_Exercise:_
Answer with a number only, stating how many lines of the records hold the word "json".
----------------------------------------
// Copyright (c) 2025 Steve Wagner (ciroque@live.com)
// SPDX-License-Identifier: MIT

//! Where events come from.

use std::collections::VecDeque;

use crate::graph::Payload;

/// A worker's stream of events.
pub trait EventSource: Send {
    fn next_event(&mut self) -> Option<Payload>;
}

/// An in-memory event stream.
#[derive(Debug, Clone, Default)]
pub struct VecSource {
    events: VecDeque<Payload>,
}

impl VecSource {
    pub fn new(events: Vec<Payload>) -> Self {
        Self {
            events: events.into(),
        }
    }

    /// The contiguous share of `events` that worker `worker` of `workers`
    /// processes. Shares differ in size by at most one event and together
    /// cover the stream exactly once.
    pub fn partition(events: &[Payload], worker: usize, workers: usize) -> Self {
        let workers = workers.max(1);
        let base = events.len() / workers;
        let extra = events.len() % workers;
        let start = worker * base + worker.min(extra);
        let len = if worker < extra { base + 1 } else { base };
        let end = (start + len).min(events.len());
        let start = start.min(end);
        Self::new(events[start..end].to_vec())
    }

    pub fn len(&self) -> usize {
        self.events.len()
    }

    pub fn is_empty(&self) -> bool {
        self.events.is_empty()
    }
}

impl EventSource for VecSource {
    fn next_event(&mut self) -> Option<Payload> {
        self.events.pop_front()
    }
}

/// One chain of events sharing a mixing bin.
#[derive(Debug, Clone, PartialEq)]
pub struct MixingBin {
    pub index: usize,
    pub events: Vec<Payload>,
}

/// Hands out event chains, one bin at a time.
pub trait EventPool: Send {
    fn next_bin(&mut self) -> Option<MixingBin>;
}

#[derive(Debug, Clone, Default)]
pub struct VecPool {
    bins: VecDeque<MixingBin>,
}

impl VecPool {
    pub fn new(bins: Vec<MixingBin>) -> Self {
        Self { bins: bins.into() }
    }

    /// Group `events` into bins by `key`, in order of first appearance.
    pub fn binned<F>(events: Vec<Payload>, key: F) -> Self
    where
        F: Fn(&Payload) -> usize,
    {
        let mut bins: Vec<MixingBin> = Vec::new();
        for event in events {
            let index = key(&event);
            match bins.iter_mut().find(|bin| bin.index == index) {
                Some(bin) => bin.events.push(event),
                None => bins.push(MixingBin {
                    index,
                    events: vec![event],
                }),
            }
        }
        Self::new(bins)
    }
}

impl EventPool for VecPool {
    fn next_bin(&mut self) -> Option<MixingBin> {
        self.bins.pop_front()
    }
}

#[cfg(test)]
mod tests {
    use super::*;
    use serde_json::json;

    fn stream(n: usize) -> Vec<Payload> {
        (0..n).map(|i| Payload::Object(json!({ "id": i }))).collect()
    }

    fn ids(mut source: VecSource) -> Vec<u64> {
        let mut ids = Vec::new();
        while let Some(event) = source.next_event() {
            ids.push(event.as_object().unwrap()["id"].as_u64().unwrap());
        }
        ids
    }

    #[test]
    fn test_partition_covers_stream_once() {
        let events = stream(10);
        let shares: Vec<Vec<u64>> = (0..3).map(|w| ids(VecSource::partition(&events, w, 3))).collect();
        assert_eq!(shares[0], vec![0, 1, 2, 3]);
        assert_eq!(shares[1], vec![4, 5, 6]);
        assert_eq!(shares[2], vec![7, 8, 9]);
    }

    #[test]
    fn test_partition_with_more_workers_than_events() {
        let events = stream(2);
        let sizes: Vec<usize> = (0..4).map(|w| VecSource::partition(&events, w, 4).len()).collect();
        assert_eq!(sizes, vec![1, 1, 0, 0]);
    }

    #[test]
    fn test_binned_pool_keeps_first_appearance_order() {
        let mut pool = VecPool::binned(stream(6), |e| {
            (e.as_object().unwrap()["id"].as_u64().unwrap() % 3) as usize
        });
        let order: Vec<(usize, usize)> = std::iter::from_fn(|| pool.next_bin())
            .map(|bin| (bin.index, bin.events.len()))
            .collect();
        assert_eq!(order, vec![(0, 2), (1, 2), (2, 2)]);
    }
}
----------------------------------------
_Answer:_
2